[Saved entries]

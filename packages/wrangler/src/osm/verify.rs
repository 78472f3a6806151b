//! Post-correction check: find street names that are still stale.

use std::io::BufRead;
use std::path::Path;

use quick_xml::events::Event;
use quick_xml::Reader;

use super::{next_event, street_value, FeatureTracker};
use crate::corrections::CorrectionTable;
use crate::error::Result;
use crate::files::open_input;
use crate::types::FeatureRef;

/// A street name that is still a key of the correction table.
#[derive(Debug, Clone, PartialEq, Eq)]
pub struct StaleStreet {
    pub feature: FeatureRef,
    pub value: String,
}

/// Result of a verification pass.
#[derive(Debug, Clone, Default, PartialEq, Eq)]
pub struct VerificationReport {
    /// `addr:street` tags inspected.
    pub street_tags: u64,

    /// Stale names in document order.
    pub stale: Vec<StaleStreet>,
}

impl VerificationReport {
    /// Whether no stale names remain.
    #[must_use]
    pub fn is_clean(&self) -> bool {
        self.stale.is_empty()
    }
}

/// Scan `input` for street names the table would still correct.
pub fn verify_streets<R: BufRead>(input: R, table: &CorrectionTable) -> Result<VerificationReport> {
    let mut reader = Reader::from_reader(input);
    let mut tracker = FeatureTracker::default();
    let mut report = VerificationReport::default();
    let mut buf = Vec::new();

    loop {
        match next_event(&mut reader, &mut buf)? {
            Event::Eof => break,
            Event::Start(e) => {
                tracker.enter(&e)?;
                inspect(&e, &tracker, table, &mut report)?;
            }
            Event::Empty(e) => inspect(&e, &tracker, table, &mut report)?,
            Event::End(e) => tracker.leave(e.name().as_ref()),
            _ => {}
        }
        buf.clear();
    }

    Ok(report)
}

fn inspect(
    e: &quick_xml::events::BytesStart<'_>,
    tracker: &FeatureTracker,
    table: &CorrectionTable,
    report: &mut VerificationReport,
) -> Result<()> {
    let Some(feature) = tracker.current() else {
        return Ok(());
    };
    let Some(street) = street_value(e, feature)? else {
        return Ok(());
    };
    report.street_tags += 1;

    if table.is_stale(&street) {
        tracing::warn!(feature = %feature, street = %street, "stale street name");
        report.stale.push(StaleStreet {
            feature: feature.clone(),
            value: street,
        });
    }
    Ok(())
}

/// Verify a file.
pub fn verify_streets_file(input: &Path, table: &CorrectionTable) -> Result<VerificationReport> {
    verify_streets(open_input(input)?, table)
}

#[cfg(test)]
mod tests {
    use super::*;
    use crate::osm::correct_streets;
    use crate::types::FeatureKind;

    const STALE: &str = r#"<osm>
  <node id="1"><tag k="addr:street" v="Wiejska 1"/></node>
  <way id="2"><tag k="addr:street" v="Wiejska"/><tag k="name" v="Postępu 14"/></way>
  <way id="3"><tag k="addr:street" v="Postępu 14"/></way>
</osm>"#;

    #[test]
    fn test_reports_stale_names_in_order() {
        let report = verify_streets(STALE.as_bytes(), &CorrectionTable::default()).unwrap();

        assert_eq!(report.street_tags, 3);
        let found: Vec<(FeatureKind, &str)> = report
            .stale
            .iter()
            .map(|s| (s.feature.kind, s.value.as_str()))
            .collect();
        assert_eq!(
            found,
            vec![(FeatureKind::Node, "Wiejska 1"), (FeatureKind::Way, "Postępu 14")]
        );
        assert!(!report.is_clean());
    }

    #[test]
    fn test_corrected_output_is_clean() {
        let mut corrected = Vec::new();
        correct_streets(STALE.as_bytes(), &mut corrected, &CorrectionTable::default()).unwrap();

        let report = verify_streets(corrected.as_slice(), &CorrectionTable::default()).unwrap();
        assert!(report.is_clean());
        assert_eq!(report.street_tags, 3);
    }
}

...

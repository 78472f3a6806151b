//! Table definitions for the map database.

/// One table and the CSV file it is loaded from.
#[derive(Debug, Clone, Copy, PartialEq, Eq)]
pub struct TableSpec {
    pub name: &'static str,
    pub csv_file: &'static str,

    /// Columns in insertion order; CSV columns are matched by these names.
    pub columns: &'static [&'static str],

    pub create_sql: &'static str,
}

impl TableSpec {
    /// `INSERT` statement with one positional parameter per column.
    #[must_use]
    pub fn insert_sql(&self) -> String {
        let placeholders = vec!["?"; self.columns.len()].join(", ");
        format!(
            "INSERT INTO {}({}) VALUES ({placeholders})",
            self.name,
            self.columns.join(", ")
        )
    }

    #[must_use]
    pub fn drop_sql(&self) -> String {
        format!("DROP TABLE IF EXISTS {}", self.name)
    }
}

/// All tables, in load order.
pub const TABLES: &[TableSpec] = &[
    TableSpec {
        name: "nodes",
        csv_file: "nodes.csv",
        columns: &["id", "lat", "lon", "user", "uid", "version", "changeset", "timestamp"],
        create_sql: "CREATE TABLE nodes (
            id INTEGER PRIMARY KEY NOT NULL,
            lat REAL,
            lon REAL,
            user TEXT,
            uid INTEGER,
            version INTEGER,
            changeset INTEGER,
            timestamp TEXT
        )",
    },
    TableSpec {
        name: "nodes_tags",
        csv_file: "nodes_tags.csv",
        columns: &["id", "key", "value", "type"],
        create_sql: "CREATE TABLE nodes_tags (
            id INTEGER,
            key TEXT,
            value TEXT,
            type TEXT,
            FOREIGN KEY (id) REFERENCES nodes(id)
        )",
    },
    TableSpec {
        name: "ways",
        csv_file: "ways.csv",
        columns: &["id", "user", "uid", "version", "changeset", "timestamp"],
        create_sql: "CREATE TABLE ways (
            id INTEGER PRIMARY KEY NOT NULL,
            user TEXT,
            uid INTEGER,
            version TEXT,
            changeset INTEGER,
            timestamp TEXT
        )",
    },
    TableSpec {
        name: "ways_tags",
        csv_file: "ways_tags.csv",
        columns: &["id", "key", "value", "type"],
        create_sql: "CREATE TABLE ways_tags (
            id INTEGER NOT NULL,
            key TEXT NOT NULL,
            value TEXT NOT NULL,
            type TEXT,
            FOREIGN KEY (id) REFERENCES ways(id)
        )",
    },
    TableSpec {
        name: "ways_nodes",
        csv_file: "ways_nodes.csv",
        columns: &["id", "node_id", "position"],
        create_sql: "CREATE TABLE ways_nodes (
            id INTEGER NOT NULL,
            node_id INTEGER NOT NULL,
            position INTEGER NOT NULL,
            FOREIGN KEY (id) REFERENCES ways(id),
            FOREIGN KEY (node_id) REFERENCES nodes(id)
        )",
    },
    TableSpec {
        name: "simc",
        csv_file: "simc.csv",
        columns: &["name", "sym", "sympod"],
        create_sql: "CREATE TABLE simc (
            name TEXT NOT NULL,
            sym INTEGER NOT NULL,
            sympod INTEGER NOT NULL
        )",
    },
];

==

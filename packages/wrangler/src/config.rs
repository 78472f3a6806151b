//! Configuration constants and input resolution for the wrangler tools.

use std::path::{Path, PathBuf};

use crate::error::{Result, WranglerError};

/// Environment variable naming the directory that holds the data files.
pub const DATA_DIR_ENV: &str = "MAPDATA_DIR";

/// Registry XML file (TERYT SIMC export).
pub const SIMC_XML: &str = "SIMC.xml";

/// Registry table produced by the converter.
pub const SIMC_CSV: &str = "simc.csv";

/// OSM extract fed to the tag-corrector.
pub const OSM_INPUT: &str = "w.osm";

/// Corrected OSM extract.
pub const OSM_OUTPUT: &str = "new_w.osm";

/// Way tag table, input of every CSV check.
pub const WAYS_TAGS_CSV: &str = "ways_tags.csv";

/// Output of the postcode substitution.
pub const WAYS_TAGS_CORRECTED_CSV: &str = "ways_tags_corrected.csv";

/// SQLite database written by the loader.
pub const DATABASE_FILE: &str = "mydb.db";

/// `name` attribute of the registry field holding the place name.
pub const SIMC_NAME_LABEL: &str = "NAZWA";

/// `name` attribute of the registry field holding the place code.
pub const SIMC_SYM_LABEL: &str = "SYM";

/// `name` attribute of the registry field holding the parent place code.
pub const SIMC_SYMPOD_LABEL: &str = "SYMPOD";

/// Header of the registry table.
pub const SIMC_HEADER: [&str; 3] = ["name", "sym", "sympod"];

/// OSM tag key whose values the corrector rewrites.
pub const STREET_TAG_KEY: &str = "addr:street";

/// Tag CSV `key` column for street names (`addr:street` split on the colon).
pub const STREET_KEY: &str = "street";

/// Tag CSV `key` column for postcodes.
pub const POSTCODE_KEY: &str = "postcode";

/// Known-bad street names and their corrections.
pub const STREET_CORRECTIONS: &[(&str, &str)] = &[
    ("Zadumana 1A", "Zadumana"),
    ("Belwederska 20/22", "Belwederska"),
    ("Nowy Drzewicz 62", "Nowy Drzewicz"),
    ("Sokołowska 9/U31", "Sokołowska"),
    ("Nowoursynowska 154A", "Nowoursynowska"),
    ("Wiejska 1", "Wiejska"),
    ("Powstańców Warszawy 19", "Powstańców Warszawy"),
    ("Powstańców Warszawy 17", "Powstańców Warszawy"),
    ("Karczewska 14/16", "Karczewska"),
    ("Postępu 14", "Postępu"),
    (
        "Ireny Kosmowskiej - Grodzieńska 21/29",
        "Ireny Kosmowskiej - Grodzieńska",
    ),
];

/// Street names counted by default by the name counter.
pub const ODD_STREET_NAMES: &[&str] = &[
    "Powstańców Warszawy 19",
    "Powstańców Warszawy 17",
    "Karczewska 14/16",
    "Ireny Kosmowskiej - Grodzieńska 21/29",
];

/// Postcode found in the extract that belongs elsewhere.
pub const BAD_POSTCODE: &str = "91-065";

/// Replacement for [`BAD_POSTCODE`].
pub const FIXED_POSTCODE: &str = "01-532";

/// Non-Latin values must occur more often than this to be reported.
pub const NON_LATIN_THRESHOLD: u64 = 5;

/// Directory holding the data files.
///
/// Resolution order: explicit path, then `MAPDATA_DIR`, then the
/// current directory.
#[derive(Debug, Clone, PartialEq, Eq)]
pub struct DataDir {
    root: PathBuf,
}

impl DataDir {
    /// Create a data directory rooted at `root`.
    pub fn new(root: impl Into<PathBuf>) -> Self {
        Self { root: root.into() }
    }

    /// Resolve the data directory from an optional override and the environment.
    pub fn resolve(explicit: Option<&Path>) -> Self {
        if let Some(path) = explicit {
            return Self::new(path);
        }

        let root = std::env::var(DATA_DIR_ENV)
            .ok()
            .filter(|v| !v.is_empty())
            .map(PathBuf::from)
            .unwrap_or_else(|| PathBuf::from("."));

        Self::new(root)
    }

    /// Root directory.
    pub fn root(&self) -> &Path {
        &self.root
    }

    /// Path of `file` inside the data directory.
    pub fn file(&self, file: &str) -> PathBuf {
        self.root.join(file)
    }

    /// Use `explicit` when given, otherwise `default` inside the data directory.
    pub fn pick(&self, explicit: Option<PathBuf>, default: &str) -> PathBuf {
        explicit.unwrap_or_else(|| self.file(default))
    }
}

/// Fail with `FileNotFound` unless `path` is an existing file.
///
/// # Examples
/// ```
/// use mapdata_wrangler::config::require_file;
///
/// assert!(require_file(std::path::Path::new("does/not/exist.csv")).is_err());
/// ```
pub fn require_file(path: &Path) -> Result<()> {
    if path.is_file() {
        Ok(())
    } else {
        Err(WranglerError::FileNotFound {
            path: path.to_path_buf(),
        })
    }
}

* [TASK STATEMENT]:
The response must hold only the lines above from the line with "filename packages/wrangler/src/osm/verify.rs" through the line with "use crate::types::FeatureRef;", each copied exactly, both ends kept.

* [RESPONSE]:
filename packages/wrangler/src/osm/verify.rs
repository 78472f3a6806151b
//! Post-correction check: find street names that are still stale.

use std::io::BufRead;
use std::path::Path;

use quick_xml::events::Event;
use quick_xml::Reader;

use super::{next_event, street_value, FeatureTracker};
use crate::corrections::CorrectionTable;
use crate::error::Result;
use crate::files::open_input;
use crate::types::FeatureRef;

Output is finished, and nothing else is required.